At the time, Republican opponents of the 2015 nuclear agreement, known as the JCPOA, dismissed the idea that the alternative to the deal was waging war on Iran.  Macron and other European leaders repeatedly urged Trump not to abandon the agreement, and voiced concern that the collapse of the accord carried dangers for an already volatile region.

"At the U.N. General Assembly in 2017, the French president warned that jettisoning the deal 'without anything to replace it would be a grave mistake.' And he added that the agreement was 'essential to peace, at a time when the risk of an infernal spiral cannot be ruled out.'

"Macron issued a more dire warning a year later as Trump was poised to abandon the agreement. 'That would mean opening Pandora's box, it could mean war,' Macron told the German magazine Der Spiegel. But he added, 'I don't believe that Donald Trump wants war.'

"U.N. Secretary General Antonio Guterres said in May 2018 that the nuclear agreement was an 'important diplomatic victory' and that discarding it without presenting an alternative would place the Middle East 'in a very dangerous position.'  German Chancellor Angela Merkel warned Israeli Prime Minister Benjamin Netanyahu that a decision by Trump to withdraw from the nuclear deal might lead to the collapse of the agreement and possibly trigger a regional war, Axios reported last year.

"After Trump announced his decision on May 8, 2018, to withdraw the United States from the nuclear accord, Obama repeated his warning about the consequences of doing so.  'Without the JCPOA, the United States could eventually be left with a losing choice between a nuclear-armed Iran or another war in the Middle East.' Obama said . . . .

". . . . [Hillary] Clinton said Trump's approach to the issue was reckless. . . .The former head of U.S. Central Command, U.S. Army Gen. Joseph Votel, told senators at a hearing in March 2018 that . . . it was not clear how that would be addressed if Washington pulled out. . . ."

"'The JCPOA addresses one of the principle threats that we deal with from Iran, so if the JCPOA goes away, then we will have to have another way to deal with their nuclear weapons program,' Votel said."

"It's widely known that Trump is obsessed with undoing President Obama's accomplishments in office, as well as trying to undermine him in any way possible -- from questioning his birthplace to trying to destroy Obamacare and the international accords.
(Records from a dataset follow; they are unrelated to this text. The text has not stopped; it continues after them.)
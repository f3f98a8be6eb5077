//! Pack assembly
//!
//! Writes the requested objects as plain (non-deltified) pack entries:
//! signature, version, count, one varint header + zlib stream per object,
//! and the trailing SHA-1. Receive-pack accepts packs without delta
//! compression, so push never deltifies.

use crate::artifacts::pack::delta::encode_size_varint;
use crate::artifacts::pack::{PackObjectType, SIGNATURE, VERSION};
use crate::areas::database::Database;
use crate::artifacts::objects::object_id::ObjectId;
use anyhow::Context;
use byteorder::WriteBytesExt;
use bytes::Bytes;
use derive_new::new;
use sha1::{Digest, Sha1};
use std::io::Write;

#[derive(new)]
pub struct PackWriter<'d> {
    database: &'d Database,
}

impl PackWriter<'_> {
    pub fn write(&self, object_ids: &[ObjectId]) -> anyhow::Result<Bytes> {
        if object_ids.is_empty() {
            anyhow::bail!("no objects provided for pack creation");
        }

        let mut pack = Vec::new();
        pack.write_all(SIGNATURE)?;
        pack.write_u32::<byteorder::NetworkEndian>(VERSION)?;
        pack.write_u32::<byteorder::NetworkEndian>(object_ids.len() as u32)?;

        for object_id in object_ids {
            self.encode_object(object_id, &mut pack)
                .with_context(|| format!("failed to encode object {object_id}"))?;
        }

        let checksum = Sha1::digest(&pack);
        pack.write_all(checksum.as_slice())?;

        Ok(Bytes::from(pack))
    }

    fn encode_object(&self, object_id: &ObjectId, pack: &mut Vec<u8>) -> anyhow::Result<()> {
        let (object_type, payload) = self.database.read_raw(object_id)?;

        let mut header = encode_size_varint(payload.len(), 4);
        header[0] |= (PackObjectType::from(object_type) as u8) << 4;
        pack.write_all(&header)?;

        let mut encoder =
            flate2::write::ZlibEncoder::new(Vec::new(), flate2::Compression::default());
        encoder.write_all(&payload)?;
        pack.write_all(&encoder.finish()?)?;

        Ok(())
    }
}
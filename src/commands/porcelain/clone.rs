use crate::areas::remote::{HttpTransport, Remote};
use crate::areas::repository::Repository;
use crate::artifacts::branch::branch_name::BranchName;
use crate::artifacts::core::GitError;
use crate::artifacts::pack::reader::PackReader;
use std::io::Write;

const DEFAULT_BRANCH: &str = "master";

impl Repository {
    /// Populate a freshly initialized repository from a remote: discover
    /// refs, fetch a pack for the advertised HEAD, install the refs, and
    /// check the commit out.
    pub fn clone_from(&self, url: &str) -> anyhow::Result<()> {
        let transport = HttpTransport::from_env_or_anonymous();
        let remote = Remote::new(url, &transport);

        let remote_refs = remote.discover_refs()?;
        let head_oid = remote_refs
            .head()
            .ok_or_else(|| GitError::NotFound("HEAD in the remote's advertised refs".to_string()))?
            .clone();

        let pack = remote.fetch_pack(std::slice::from_ref(&head_oid))?;
        let count = PackReader::new(self.database()).read(&pack)?;
        writeln!(self.writer(), "Receiving objects: 100% ({count}/{count}), done.")?;

        // name the local branch after whichever remote branch HEAD is on
        let branch = remote_refs
            .branch_matching(&head_oid)
            .unwrap_or(DEFAULT_BRANCH);
        let branch = BranchName::try_parse(branch.to_string())?;

        self.refs().update_branch(&branch, &head_oid)?;
        self.refs().update_remote_branch(&branch, &head_oid)?;
        self.refs().set_remote_head_symref(&branch)?;
        self.refs().set_head_symref(&branch)?;

        self.materialize_commit(&head_oid)
    }
}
"Yet it remains true:   whatever Trump has  been able to tear down, he has also been unable to put anything better in its place.    USMCA as a replacement for NAFTA (North America Free Trade Act) is little more than a name change, for example.   Changes Trump and Republicans have brought about in Obamacare have made it worse, more likely to fail, not better.    Immigration?    Even the economic gains are in line with changes that began under Obama.

"As to foreign policy and our standing as world leader, Trump's obsession with being the Anti-Obama has been a disaster.  Destroying the Iran agreement is perhaps the most dangerous -- which, characteristically, Trump is trying to use to promote himself as a decisive leader and the essential commander-in-chief as we go into the re-election campaign.  It is so very much the opposite.   He proves every day that he is not fit for the job.  "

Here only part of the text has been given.